This comment is based upon two reasons: (1) the importance of your focus in the mentioned suggested title and (2) it will prove a more "long life" of this research in terms of systematic search from other future searches. 

Therefore, I agree that this work is in the level to be publish.

 

 

Author Response

Thank you very much for your second review, as well as the suggested title change. The reason for specifying the type of study within the SMART4MD project is that the study protocol has been published first. We have also published results of some of the tests administered. We plan to publish the final results of the clinical trial, therefore, it seems relevant to us to specify that it is the feasibility-usability study within the SMART4MD project. Again, we appreciate your suggestion.

Reviewer 2 Report

Point 1: General comments:

1.1. The new procedure section and measures have improved the article significantly, but it has still some problems in the formal structure, including some aspects of the procedure in sections that do not correspond.

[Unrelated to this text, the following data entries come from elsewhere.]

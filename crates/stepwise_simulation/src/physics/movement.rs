//! Kinematic контроллер для агентов (ECS glue)
//!
//! Архитектура:
//! - Rapier только как описание геометрии (RigidBody::KinematicPositionBased + Collider)
//! - Collision world = `CollisionSnapshot`, перестраивается в начале тика
//! - Resolver (`physics::resolver`) — чистая функция, агенты резолвятся
//!   параллельно через `par_iter_mut`
//!
//! Детерминизм: fixed timestep (60Hz), запросы только к snapshot прошлого
//! состояния, поэтому порядок обработки агентов не влияет на результат.

use bevy::prelude::*;
use bevy_rapier3d::prelude::*;

use super::resolver::{resolve_tick, ResolveContext};
use crate::collision::{AgentShape, CollisionFilter, CollisionSnapshot, FilterLookup};
use crate::components::movement::{KinematicController, KinematicState, MovementInput};
use crate::config::{CharacterConfig, ConfigError, ResolverSettings};
use crate::locomotion::steer_towards_target;

/// Live фильтры collider'ов (CollisionGroups на момент resolve)
///
/// Collider без CollisionGroups коллайдит со всем (дефолт rapier).
pub struct LiveFilters<'q, 'w, 's> {
    pub colliders: &'q Query<'w, 's, (&'static Collider, Option<&'static CollisionGroups>)>,
}

impl FilterLookup for LiveFilters<'_, '_, '_> {
    fn filter_of(&self, entity: Entity) -> Option<CollisionFilter> {
        self.colliders
            .get(entity)
            .ok()
            .map(|(_, groups)| groups.map_or(CollisionFilter::ALL, CollisionFilter::from_groups))
    }
}

/// Система: перестроить collision snapshot из ECS collider'ов
///
/// Первая в цепочке тика, дальше snapshot только читается.
/// Поза collider'а собирается по цепочке `ChildOf` из локальных Transform:
/// GlobalTransform в FixedUpdate ещё не пропагирован за этот тик.
pub fn rebuild_collision_snapshot(
    mut snapshot: ResMut<CollisionSnapshot>,
    colliders: Query<(Entity, &Collider, Option<&CollisionGroups>)>,
    transforms: Query<&Transform>,
    parents: Query<&ChildOf>,
) {
    snapshot.clear();
    for (entity, collider, groups) in colliders.iter() {
        let Some(pose) = world_pose(entity, &transforms, &parents) else {
            continue;
        };
        snapshot.insert_entity(entity, collider, &pose, groups);
    }
    snapshot.generation += 1;
}

/// Мировая поза entity: локальный Transform, умноженный на всех предков
///
/// None если у самой entity нет Transform.
pub fn world_pose(
    entity: Entity,
    transforms: &Query<&Transform>,
    parents: &Query<&ChildOf>,
) -> Option<Transform> {
    let mut pose = *transforms.get(entity).ok()?;
    let mut current = entity;
    while let Ok(child_of) = parents.get(current) {
        current = child_of.parent();
        if let Ok(parent) = transforms.get(current) {
            pose = parent.mul_transform(pose);
        }
    }
    Some(pose)
}

/// Система: один тик resolver'а для всех агентов
///
/// Работает в FixedUpdate (60Hz), агенты независимы → par_iter_mut.
pub fn resolve_character_movement(
    mut agents: Query<(
        Entity,
        &KinematicController,
        &MovementInput,
        &mut KinematicState,
        &mut Transform,
        &Collider,
    )>,
    live_colliders: Query<(&'static Collider, Option<&'static CollisionGroups>)>,
    snapshot: Res<CollisionSnapshot>,
    settings: Res<ResolverSettings>,
    time: Res<Time<Fixed>>,
) {
    let delta = time.delta_secs();
    if delta <= 0.0 {
        return;
    }

    let world: &CollisionSnapshot = &snapshot;
    let settings: &ResolverSettings = &settings;
    let filters = LiveFilters {
        colliders: &live_colliders,
    };

    agents.par_iter_mut().for_each(
        |(entity, controller, input, mut state, mut transform, collider)| {
            let Some(shape) = AgentShape::from_collider(collider) else {
                crate::log_warning(&format!(
                    "resolve_character_movement: unsupported collider shape on {:?}",
                    entity
                ));
                return;
            };

            let ctx = ResolveContext {
                world,
                filters: &filters,
                settings,
                entity: Some(entity),
                shape,
            };
            resolve_tick(&ctx, controller, input, &mut state, &mut transform, delta);
        },
    );
}

/// Plugin для kinematic контроллера
///
/// Регистрирует системы в FixedUpdate для детерминизма:
/// snapshot → steering → resolve.
pub struct KinematicControllerPlugin;

impl Plugin for KinematicControllerPlugin {
    fn build(&self, app: &mut App) {
        app.init_resource::<CollisionSnapshot>()
            .init_resource::<ResolverSettings>()
            .register_type::<KinematicController>()
            .register_type::<KinematicState>()
            .register_type::<MovementInput>()
            .add_systems(
                FixedUpdate,
                (
                    rebuild_collision_snapshot,
                    steer_towards_target,
                    resolve_character_movement,
                )
                    .chain(), // Последовательное выполнение
            );
    }
}

/// Spawn helper для создания kinematic агента
///
/// Создает entity с полным набором компонентов:
/// - Transform (GlobalTransform — required component)
/// - KinematicController / KinematicState / MovementInput
/// - Rapier: RigidBody + Collider (капсула из config) + CollisionGroups агента
pub fn spawn_kinematic_character(
    commands: &mut Commands,
    position: Vec3,
    config: &CharacterConfig,
) -> Result<Entity, ConfigError> {
    config.validate()?;

    let entity = commands
        .spawn((
            Transform::from_translation(position),
            config.controller(),
            KinematicState::default(),
            MovementInput::default(),
            RigidBody::KinematicPositionBased,
            config.shape().to_collider(),
            CollisionFilter::AGENT.to_groups(),
        ))
        .id();

    Ok(entity)
}

/// Spawn helper для статической геометрии уровня (пол, стены, ступеньки)
pub fn spawn_static_box(
    commands: &mut Commands,
    center: Vec3,
    half_extents: Vec3,
    filter: CollisionFilter,
) -> Entity {
    commands
        .spawn((
            Transform::from_translation(center),
            RigidBody::Fixed,
            Collider::cuboid(half_extents.x, half_extents.y, half_extents.z),
            filter.to_groups(),
        ))
        .id()
}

1.2.In the results section are missing some relevant data. Given that you define in your title your study as a "feasibility study" and in measures only gather "the amount of SIM data/user/month" regarding feasibility, the results section should show specific data about it, and explain in discussion why is important (you facilitate this information in your cover letter with answers to the revision). Also, cultural perspective is introduced as an important aspect by which the study is carried out in different countries, but you not show any result linked to the diferences or similarities between both cultures. Please, provide some specifical data about this question.

1.3. Finally, the results are inaccurately described. 

On the one hand, the general results are described as imprecise data "Several PwMCI said...", "A few PwMCI who were not familiar with tablets or smartphones were very insecure", "Others approached the technology with curiosity", "The cognitive games included in the app were appreciated", "A paper-based manual was seen by several dyads". Please, provide precise data, for example "20% of PwMCI reported..." Please, revise all your results sections and provide accurate results such as frequencies of succesful task, mean and SD of number of task done by the users, etc.

On the other hand, an important score (summation score) is presented, but it is not justified with theoretical references.

 

-----------------

Point 2: Line specific questions and corrections.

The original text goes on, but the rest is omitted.